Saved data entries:
BEGIN
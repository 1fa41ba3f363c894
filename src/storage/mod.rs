pub mod disk;
pub mod mem;
pub mod reader;
pub mod writer;

pub use disk::{DiskChunk, DiskStorage};
pub use mem::{ClosedChunk, MemChunk, MemStorage};

use serde::{Deserialize, Serialize};

use crate::error::{Error, Result};
use crate::record::{Record, RecordKind};
use crate::types::{ChunkId, LogEntry};

/// A sequence of log entries: buffered while open, frozen once closed.
///
/// Durability: entries are only in memory until [`LogChunk::close`]
/// succeeds. A crash loses exactly the entries of chunks that are still
/// open, and nothing else; the appender's watermark bounds that loss.
pub trait LogChunk {
    /// Identifier assigned by the storage that allocated this chunk.
    fn id(&self) -> ChunkId;

    /// Buffer a single entry. Fails with `AlreadyClosed` once closed.
    fn append(&mut self, entry: LogEntry) -> Result<()>;

    /// Number of entries in the chunk.
    fn size(&self) -> usize;

    fn is_closed(&self) -> bool;

    /// Sort entries by timestamp and persist them as one immutable record.
    ///
    /// A second call fails with `AlreadyClosed` and does no I/O. If
    /// persisting fails the chunk stays open with every entry still
    /// buffered, so close can be retried.
    fn close(&mut self) -> Result<()>;
}

/// A single machine's interface to a stream of chunks.
pub trait Storage {
    type Chunk: LogChunk;

    /// Allocate a new empty chunk with the next id.
    fn create_chunk(&mut self) -> Result<Self::Chunk>;
}

/// Two-phase chunk lifecycle shared by every storage backend.
#[derive(Debug)]
pub(crate) enum ChunkState {
    Open { entries: Vec<LogEntry> },
    Closed { len: usize },
}

impl ChunkState {
    pub(crate) fn new() -> Self {
        ChunkState::Open {
            entries: Vec::new(),
        }
    }

    pub(crate) fn append(&mut self, id: ChunkId, entry: LogEntry) -> Result<()> {
        match self {
            ChunkState::Open { entries } => {
                entries.push(entry);
                Ok(())
            }
            ChunkState::Closed { .. } => Err(Error::AlreadyClosed(id)),
        }
    }

    pub(crate) fn len(&self) -> usize {
        match self {
            ChunkState::Open { entries } => entries.len(),
            ChunkState::Closed { len } => *len,
        }
    }

    pub(crate) fn is_closed(&self) -> bool {
        matches!(self, ChunkState::Closed { .. })
    }

    /// Stable sort of the buffer by timestamp, for backends that take the
    /// entries by value afterwards via [`ChunkState::freeze`].
    pub(crate) fn sort(&mut self, id: ChunkId) -> Result<()> {
        self.sorted_entries(id).map(|_| ())
    }

    /// First half of close: order the buffer for persisting.
    ///
    /// The sort is stable, so entries with equal timestamps keep their
    /// append order. Re-sorting after a failed close is harmless.
    pub(crate) fn sorted_entries(&mut self, id: ChunkId) -> Result<&[LogEntry]> {
        match self {
            ChunkState::Open { entries } => {
                entries.sort_by_key(|e| e.timestamp_ms);
                Ok(entries.as_slice())
            }
            ChunkState::Closed { .. } => Err(Error::AlreadyClosed(id)),
        }
    }

    /// Second half of close: freeze, handing back the buffer.
    pub(crate) fn freeze(&mut self) -> Vec<LogEntry> {
        let len = self.len();
        match std::mem::replace(self, ChunkState::Closed { len }) {
            ChunkState::Open { entries } => entries,
            ChunkState::Closed { .. } => Vec::new(),
        }
    }
}

/// Payload of a chunk record.
#[derive(Serialize)]
pub(crate) struct PersistedChunkRef<'a> {
    pub entries: &'a [LogEntry],
}

/// Owned form of [`PersistedChunkRef`], produced when reading a chunk back.
#[derive(Deserialize)]
pub(crate) struct PersistedChunk {
    pub entries: Vec<LogEntry>,
}

/// Encode sorted entries as a complete chunk file.
pub(crate) fn encode_chunk(entries: &[LogEntry]) -> Result<Vec<u8>> {
    Record::from_value(RecordKind::Chunk, &PersistedChunkRef { entries })?.encode()
}

/// Decode a complete chunk file, checking the entries are timestamp-ordered.
pub(crate) fn decode_chunk(data: &[u8]) -> Result<Vec<LogEntry>> {
    let chunk: PersistedChunk = Record::decode(data)?.into_value(RecordKind::Chunk)?;
    if let Some(pair) = chunk
        .entries
        .windows(2)
        .find(|w| w[0].timestamp_ms > w[1].timestamp_ms)
    {
        return Err(Error::Deserialization(format!(
            "chunk entries out of order: {} before {}",
            pair[0].timestamp_ms, pair[1].timestamp_ms
        )));
    }
    Ok(chunk.entries)
}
END
WHAT NEEDS TO BE DONE:
Using the data above, return each line that includes the word "bool".

RESULT OF THE EXERCISE:
    fn is_closed(&self) -> bool;
    pub(crate) fn is_closed(&self) -> bool {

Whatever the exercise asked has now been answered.